For some answers, if you find yourself in Vonnegut’s Indianapolis hometown, swing by the new Kurt Vonnegut Memorial Library at 340 N. Senate Ave. (Check out our previous post about the library here, and more photos from the grand opening below.)

Of course, if you can’t make the trip, there’s also Majie Alford Failey, Vonnegut’s lifelong friend and the author of We Never Danced Cheek to Cheek: The Young Kurt Vonnegut in Indianapolis and Beyond.

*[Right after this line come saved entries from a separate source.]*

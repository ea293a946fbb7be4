//! Sidecar process management for the WhatsApp Baileys sidecar.

use std::{
    path::{Path, PathBuf},
    process::Stdio,
    time::Duration,
};

use {
    tokio::{
        io::{AsyncBufReadExt, BufReader},
        process::{Child, Command},
    },
    tracing::{debug, error, info, warn},
    wabridge_common::{Context, Error, Result},
};

/// Handle to a running sidecar process.
pub struct SidecarProcess {
    child: Child,
}

impl SidecarProcess {
    /// Check if the process is still running.
    pub fn is_running(&mut self) -> bool {
        matches!(self.child.try_wait(), Ok(None))
    }

    /// Ask the sidecar to exit, killing it after a grace period.
    pub async fn stop(&mut self) -> Result<()> {
        info!("stopping whatsapp sidecar process");

        #[cfg(unix)]
        {
            use nix::{
                sys::signal::{Signal, kill},
                unistd::Pid,
            };
            if let Some(pid) = self.child.id() {
                let _ = kill(Pid::from_raw(pid as i32), Signal::SIGTERM);
            }
        }

        #[cfg(not(unix))]
        {
            self.child.kill().await?;
        }

        match tokio::time::timeout(Duration::from_secs(5), self.child.wait()).await {
            Ok(Ok(status)) => info!(?status, "whatsapp sidecar process exited"),
            Ok(Err(e)) => warn!(error = %e, "error waiting for sidecar process"),
            Err(_) => {
                warn!("sidecar did not exit after SIGTERM, killing");
                self.child.kill().await?;
            },
        }
        Ok(())
    }
}

/// How to launch the sidecar.
#[derive(Debug, Clone)]
pub struct SidecarConfig {
    /// Directory containing the sidecar code.
    pub sidecar_dir: PathBuf,
    /// Entry script, relative to `sidecar_dir`.
    pub entry: String,
    /// Port the sidecar should listen on.
    pub port: u16,
    /// Directory for the multi-file auth state.
    pub auth_dir: PathBuf,
}

/// Spawn `node <entry>` in the sidecar directory and forward its output to
/// tracing.
pub async fn start_sidecar(config: &SidecarConfig) -> Result<SidecarProcess> {
    if !has_entry(&config.sidecar_dir, &config.entry) {
        return Err(Error::message(format!(
            "whatsapp sidecar entry not found at {}; run `npm install && npm run build` in {}",
            config.sidecar_dir.join(&config.entry).display(),
            config.sidecar_dir.display()
        )));
    }

    info!(
        path = %config.sidecar_dir.display(),
        port = config.port,
        "starting whatsapp sidecar process"
    );

    let mut child = Command::new("node")
        .arg(&config.entry)
        .current_dir(&config.sidecar_dir)
        .env("WABRIDGE_SIDECAR_PORT", config.port.to_string())
        .env("WABRIDGE_AUTH_DIR", &config.auth_dir)
        .stdout(Stdio::piped())
        .stderr(Stdio::piped())
        .kill_on_drop(true)
        .spawn()
        .context("failed to spawn sidecar process")?;

    if let Some(stdout) = child.stdout.take() {
        tokio::spawn(async move {
            let mut lines = BufReader::new(stdout).lines();
            while let Ok(Some(line)) = lines.next_line().await {
                forward_log_line(&line);
            }
        });
    }

    if let Some(stderr) = child.stderr.take() {
        tokio::spawn(async move {
            let mut lines = BufReader::new(stderr).lines();
            while let Ok(Some(line)) = lines.next_line().await {
                warn!(target: "whatsapp_sidecar", "{line}");
            }
        });
    }

    // Give node a moment to fail on a bad install before reporting success.
    tokio::time::sleep(Duration::from_millis(500)).await;
    if let Some(status) = child
        .try_wait()
        .context("failed to check sidecar process status")?
    {
        return Err(Error::message(format!(
            "sidecar process exited immediately with status: {status}"
        )));
    }

    info!(port = config.port, "whatsapp sidecar process started");
    Ok(SidecarProcess { child })
}

/// Re-emit a sidecar stdout line, mapping pino JSON levels onto tracing.
fn forward_log_line(line: &str) {
    match parse_pino_line(line) {
        Some((level, msg)) => match level {
            0..=20 => debug!(target: "whatsapp_sidecar", "{msg}"),
            21..=30 => info!(target: "whatsapp_sidecar", "{msg}"),
            31..=40 => warn!(target: "whatsapp_sidecar", "{msg}"),
            _ => error!(target: "whatsapp_sidecar", "{msg}"),
        },
        None => info!(target: "whatsapp_sidecar", "{line}"),
    }
}

fn parse_pino_line(line: &str) -> Option<(u64, String)> {
    if !line.starts_with('{') {
        return None;
    }
    let log: serde_json::Value = serde_json::from_str(line).ok()?;
    let level = log.get("level").and_then(|v| v.as_u64()).unwrap_or(30);
    let msg = log.get("msg").and_then(|v| v.as_str()).unwrap_or(line);
    Some((level, msg.to_string()))
}

/// Port to hand the sidecar, taken from the URL the gateway connects to.
pub fn port_from_url(sidecar_url: &str) -> Result<u16> {
    let parsed = url::Url::parse(sidecar_url).context("invalid sidecar URL")?;
    parsed
        .port_or_known_default()
        .with_context(|| format!("sidecar URL has no port: {sidecar_url}"))
}

/// Whether a sidecar directory looks usable.
pub fn has_entry(sidecar_dir: &Path, entry: &str) -> bool {
    sidecar_dir.join(entry).exists()
}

Following her speech at the grand opening of the library, WD caught up with Failey for a few of her insights about the man behind so many classic pages. So it went. The following is an array of outtakes from our conversation, which will be featured in the May/June 2011 issue of WD. A Promptly Slaughterhouse-Five infused Literary Roadshow writing prompt follows.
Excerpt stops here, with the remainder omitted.